**Task details**
Find the word "clone" in the data. Return every line where it appears.
▬▬▬▬▬▬▬▬▬▬
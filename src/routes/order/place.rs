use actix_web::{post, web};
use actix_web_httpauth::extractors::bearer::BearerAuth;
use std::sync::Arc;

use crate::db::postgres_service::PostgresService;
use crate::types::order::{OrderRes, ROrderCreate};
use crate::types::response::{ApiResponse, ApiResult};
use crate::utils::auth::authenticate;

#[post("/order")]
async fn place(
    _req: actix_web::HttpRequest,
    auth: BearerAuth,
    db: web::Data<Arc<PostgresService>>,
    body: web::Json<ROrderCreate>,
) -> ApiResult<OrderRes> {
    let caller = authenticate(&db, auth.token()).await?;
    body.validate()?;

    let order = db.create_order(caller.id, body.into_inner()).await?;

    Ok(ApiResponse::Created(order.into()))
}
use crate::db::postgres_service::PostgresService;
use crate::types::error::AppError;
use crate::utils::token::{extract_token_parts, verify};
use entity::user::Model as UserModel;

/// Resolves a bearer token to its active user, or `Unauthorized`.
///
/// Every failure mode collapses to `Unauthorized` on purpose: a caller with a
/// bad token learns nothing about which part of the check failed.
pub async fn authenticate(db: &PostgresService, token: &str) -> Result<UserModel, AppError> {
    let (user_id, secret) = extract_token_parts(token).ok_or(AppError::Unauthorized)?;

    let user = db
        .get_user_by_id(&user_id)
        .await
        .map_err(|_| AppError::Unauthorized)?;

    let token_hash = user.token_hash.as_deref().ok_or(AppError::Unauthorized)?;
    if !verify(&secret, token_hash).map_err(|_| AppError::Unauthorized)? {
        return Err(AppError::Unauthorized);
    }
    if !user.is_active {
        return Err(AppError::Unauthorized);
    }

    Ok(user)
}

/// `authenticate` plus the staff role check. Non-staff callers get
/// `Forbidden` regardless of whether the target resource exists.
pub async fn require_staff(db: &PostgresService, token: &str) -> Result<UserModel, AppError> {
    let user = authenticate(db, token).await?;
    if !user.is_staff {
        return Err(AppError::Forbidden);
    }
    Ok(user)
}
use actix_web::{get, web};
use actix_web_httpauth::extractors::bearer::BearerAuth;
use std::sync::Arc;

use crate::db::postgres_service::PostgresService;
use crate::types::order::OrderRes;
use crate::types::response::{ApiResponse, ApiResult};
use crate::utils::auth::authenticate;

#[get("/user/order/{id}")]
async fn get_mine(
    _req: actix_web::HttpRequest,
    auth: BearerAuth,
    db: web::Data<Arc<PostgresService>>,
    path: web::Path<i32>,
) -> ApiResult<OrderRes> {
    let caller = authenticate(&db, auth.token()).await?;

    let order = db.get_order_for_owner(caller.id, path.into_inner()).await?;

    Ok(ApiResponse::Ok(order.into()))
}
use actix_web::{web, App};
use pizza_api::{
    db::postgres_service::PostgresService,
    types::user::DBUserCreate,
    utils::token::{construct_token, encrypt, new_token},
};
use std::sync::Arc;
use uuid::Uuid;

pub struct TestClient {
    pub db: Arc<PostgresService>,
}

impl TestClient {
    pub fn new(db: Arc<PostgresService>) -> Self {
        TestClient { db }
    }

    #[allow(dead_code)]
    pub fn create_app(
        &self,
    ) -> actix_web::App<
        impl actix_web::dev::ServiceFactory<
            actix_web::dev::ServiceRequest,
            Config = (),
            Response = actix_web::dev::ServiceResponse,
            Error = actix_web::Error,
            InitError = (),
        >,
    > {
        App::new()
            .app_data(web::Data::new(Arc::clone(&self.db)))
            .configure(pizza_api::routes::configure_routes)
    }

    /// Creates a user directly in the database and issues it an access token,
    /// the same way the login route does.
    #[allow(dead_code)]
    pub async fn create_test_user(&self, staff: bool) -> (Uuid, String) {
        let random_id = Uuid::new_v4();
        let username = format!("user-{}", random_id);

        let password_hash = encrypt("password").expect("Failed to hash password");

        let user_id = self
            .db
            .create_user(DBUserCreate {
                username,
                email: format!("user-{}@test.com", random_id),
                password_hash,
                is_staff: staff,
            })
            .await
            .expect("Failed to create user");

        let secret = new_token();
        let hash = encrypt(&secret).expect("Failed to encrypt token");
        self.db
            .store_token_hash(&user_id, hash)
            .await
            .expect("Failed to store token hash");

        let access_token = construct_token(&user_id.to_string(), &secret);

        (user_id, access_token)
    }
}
▬▬▬▬▬▬▬▬▬▬
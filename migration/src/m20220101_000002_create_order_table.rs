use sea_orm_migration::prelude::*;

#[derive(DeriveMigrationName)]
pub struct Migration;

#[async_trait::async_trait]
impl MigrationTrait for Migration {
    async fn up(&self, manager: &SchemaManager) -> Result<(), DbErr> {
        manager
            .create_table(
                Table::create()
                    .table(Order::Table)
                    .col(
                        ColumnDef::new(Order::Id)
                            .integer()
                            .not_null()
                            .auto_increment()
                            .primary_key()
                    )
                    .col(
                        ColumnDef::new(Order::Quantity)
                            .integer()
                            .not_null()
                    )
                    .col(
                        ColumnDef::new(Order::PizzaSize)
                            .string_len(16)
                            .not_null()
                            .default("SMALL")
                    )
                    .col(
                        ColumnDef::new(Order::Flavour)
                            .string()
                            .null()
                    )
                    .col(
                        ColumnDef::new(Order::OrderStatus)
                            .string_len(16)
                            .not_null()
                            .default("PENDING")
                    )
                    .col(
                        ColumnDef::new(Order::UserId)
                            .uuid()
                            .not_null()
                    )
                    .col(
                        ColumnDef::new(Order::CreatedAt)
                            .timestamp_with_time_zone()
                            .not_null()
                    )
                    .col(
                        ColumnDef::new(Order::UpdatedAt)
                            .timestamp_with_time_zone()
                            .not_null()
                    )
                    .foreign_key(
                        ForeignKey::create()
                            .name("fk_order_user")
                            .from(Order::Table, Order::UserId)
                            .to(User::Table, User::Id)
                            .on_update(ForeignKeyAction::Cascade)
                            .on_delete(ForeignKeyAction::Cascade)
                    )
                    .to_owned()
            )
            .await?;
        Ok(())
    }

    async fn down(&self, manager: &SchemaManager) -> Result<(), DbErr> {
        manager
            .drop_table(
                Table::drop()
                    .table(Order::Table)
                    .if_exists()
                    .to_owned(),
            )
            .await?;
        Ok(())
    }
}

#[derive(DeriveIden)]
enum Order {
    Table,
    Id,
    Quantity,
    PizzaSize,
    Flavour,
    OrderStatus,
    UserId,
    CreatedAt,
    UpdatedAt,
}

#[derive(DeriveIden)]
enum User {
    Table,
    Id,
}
▬▬▬▬▬▬▬▬▬▬
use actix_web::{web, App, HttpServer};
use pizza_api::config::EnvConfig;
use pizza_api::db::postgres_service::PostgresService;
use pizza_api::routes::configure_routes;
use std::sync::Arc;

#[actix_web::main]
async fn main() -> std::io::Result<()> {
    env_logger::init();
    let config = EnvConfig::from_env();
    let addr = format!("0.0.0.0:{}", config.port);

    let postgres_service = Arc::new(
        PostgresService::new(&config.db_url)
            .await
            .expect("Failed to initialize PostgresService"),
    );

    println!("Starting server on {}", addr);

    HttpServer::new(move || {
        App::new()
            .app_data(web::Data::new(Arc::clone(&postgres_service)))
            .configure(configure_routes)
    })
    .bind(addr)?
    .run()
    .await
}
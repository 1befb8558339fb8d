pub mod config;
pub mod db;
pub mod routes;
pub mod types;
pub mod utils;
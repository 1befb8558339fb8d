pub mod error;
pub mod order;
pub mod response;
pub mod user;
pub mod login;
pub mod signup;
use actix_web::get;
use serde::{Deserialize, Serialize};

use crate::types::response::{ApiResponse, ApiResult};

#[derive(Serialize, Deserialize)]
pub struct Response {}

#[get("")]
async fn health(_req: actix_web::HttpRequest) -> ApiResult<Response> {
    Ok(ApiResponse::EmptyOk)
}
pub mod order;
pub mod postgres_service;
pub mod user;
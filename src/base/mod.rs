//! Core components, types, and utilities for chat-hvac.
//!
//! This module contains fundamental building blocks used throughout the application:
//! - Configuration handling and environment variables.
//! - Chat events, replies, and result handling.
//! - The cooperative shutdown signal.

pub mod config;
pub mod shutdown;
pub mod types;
▬▬▬▬▬▬▬▬▬▬
**Written response**
            .app_data(web::Data::new(Arc::clone(&self.db)))
            .app_data(web::Data::new(Arc::clone(&postgres_service)))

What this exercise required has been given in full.